» What you are asked to do: Transcribe the lines from the start of the data below through the line with "self.render = Some(Box::new(hook));", word for word and nothing more.
=== Records to process ===
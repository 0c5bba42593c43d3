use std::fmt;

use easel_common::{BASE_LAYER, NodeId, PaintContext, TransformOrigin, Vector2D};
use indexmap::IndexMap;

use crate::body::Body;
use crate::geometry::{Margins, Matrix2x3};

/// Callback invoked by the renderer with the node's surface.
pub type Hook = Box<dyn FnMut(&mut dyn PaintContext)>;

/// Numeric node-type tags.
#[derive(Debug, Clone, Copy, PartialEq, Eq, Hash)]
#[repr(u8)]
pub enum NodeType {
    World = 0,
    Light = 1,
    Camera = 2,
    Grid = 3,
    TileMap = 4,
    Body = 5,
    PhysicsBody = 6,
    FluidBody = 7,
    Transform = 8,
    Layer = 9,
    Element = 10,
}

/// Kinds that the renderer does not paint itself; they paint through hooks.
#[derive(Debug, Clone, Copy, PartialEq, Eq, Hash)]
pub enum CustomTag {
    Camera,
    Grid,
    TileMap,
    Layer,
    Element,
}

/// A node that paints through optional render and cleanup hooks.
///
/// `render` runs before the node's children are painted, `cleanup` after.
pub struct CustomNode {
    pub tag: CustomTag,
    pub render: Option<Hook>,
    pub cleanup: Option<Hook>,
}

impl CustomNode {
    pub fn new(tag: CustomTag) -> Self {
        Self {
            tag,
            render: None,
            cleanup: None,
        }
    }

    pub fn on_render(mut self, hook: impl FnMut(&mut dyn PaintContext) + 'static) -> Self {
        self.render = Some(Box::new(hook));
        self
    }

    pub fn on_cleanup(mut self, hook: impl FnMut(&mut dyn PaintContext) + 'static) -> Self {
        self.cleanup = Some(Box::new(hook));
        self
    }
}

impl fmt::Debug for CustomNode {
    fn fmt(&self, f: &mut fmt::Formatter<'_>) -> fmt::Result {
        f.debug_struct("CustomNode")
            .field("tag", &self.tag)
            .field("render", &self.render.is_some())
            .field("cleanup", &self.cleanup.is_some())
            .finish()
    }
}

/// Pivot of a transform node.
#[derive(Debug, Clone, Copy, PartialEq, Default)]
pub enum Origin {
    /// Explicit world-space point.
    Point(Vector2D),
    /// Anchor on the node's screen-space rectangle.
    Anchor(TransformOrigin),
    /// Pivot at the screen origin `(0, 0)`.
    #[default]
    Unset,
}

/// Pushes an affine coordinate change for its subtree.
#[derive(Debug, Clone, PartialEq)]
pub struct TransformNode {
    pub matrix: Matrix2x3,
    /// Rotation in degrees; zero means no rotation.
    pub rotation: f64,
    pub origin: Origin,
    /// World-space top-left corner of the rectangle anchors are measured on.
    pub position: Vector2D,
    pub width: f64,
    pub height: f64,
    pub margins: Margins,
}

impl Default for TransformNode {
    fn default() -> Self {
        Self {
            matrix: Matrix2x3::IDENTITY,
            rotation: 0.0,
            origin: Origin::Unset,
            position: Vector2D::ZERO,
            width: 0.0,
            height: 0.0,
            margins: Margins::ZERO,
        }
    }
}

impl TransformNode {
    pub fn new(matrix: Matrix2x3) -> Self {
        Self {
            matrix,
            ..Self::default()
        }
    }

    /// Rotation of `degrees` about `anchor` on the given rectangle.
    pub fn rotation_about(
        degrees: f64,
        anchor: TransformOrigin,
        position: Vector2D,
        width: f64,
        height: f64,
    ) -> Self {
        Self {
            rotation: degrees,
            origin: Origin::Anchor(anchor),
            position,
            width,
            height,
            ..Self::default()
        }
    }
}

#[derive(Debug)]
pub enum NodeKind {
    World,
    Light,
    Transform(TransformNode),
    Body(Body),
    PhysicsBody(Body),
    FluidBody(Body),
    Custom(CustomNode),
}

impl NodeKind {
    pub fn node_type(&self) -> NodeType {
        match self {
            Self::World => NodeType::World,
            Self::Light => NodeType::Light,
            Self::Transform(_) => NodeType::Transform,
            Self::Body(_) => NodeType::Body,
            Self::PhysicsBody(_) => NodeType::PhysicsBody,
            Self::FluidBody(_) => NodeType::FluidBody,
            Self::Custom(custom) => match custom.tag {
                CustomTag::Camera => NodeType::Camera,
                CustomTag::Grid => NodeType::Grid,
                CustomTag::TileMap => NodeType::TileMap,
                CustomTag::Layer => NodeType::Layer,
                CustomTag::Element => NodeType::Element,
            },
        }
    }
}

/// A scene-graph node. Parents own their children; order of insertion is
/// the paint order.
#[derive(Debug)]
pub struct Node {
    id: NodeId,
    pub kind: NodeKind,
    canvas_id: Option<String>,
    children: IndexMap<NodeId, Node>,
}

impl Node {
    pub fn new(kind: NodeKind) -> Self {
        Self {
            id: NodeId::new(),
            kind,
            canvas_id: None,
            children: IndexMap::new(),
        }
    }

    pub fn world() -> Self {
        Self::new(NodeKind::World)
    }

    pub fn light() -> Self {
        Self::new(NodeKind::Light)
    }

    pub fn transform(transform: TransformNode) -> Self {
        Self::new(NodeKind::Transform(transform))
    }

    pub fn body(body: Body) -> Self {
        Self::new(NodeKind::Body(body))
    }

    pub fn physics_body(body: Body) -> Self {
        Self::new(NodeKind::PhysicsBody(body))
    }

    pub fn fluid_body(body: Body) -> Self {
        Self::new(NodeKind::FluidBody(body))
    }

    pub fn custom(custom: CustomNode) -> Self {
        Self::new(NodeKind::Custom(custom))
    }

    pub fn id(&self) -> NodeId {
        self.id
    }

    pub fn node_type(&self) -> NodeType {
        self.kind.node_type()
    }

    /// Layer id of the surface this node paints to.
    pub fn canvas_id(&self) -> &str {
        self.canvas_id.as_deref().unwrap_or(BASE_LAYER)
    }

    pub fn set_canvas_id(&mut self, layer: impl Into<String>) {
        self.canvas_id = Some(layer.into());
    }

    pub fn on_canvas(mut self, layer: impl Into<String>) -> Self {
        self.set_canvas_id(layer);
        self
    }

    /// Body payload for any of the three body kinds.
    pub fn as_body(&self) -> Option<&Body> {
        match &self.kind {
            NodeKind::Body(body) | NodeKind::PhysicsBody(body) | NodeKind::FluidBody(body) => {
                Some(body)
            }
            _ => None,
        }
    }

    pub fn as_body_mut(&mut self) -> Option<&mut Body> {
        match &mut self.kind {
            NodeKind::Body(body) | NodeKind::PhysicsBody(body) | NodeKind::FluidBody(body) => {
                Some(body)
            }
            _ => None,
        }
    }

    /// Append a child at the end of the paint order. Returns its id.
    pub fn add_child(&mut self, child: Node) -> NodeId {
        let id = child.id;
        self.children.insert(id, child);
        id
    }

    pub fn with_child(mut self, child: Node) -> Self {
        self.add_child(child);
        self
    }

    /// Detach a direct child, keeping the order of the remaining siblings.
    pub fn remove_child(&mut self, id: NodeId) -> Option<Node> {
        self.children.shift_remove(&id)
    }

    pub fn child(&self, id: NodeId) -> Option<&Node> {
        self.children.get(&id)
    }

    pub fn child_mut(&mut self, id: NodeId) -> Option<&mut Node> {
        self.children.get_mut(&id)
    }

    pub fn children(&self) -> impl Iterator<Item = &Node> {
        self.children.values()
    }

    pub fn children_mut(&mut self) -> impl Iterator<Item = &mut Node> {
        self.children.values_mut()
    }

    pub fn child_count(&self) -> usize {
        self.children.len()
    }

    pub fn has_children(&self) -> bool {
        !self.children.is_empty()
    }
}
===
» Your response:
repository 0c5bba42593c43d3
use std::fmt;

use easel_common::{BASE_LAYER, NodeId, PaintContext, TransformOrigin, Vector2D};
use indexmap::IndexMap;

use crate::body::Body;
use crate::geometry::{Margins, Matrix2x3};

/// Callback invoked by the renderer with the node's surface.
pub type Hook = Box<dyn FnMut(&mut dyn PaintContext)>;

/// Numeric node-type tags.
#[derive(Debug, Clone, Copy, PartialEq, Eq, Hash)]
#[repr(u8)]
pub enum NodeType {
    World = 0,
    Light = 1,
    Camera = 2,
    Grid = 3,
    TileMap = 4,
    Body = 5,
    PhysicsBody = 6,
    FluidBody = 7,
    Transform = 8,
    Layer = 9,
    Element = 10,
}

/// Kinds that the renderer does not paint itself; they paint through hooks.
#[derive(Debug, Clone, Copy, PartialEq, Eq, Hash)]
pub enum CustomTag {
    Camera,
    Grid,
    TileMap,
    Layer,
    Element,
}

/// A node that paints through optional render and cleanup hooks.
///
/// `render` runs before the node's children are painted, `cleanup` after.
pub struct CustomNode {
    pub tag: CustomTag,
    pub render: Option<Hook>,
    pub cleanup: Option<Hook>,
}

impl CustomNode {
    pub fn new(tag: CustomTag) -> Self {
        Self {
            tag,
            render: None,
            cleanup: None,
        }
    }

    pub fn on_render(mut self, hook: impl FnMut(&mut dyn PaintContext) + 'static) -> Self {
        self.render = Some(Box::new(hook));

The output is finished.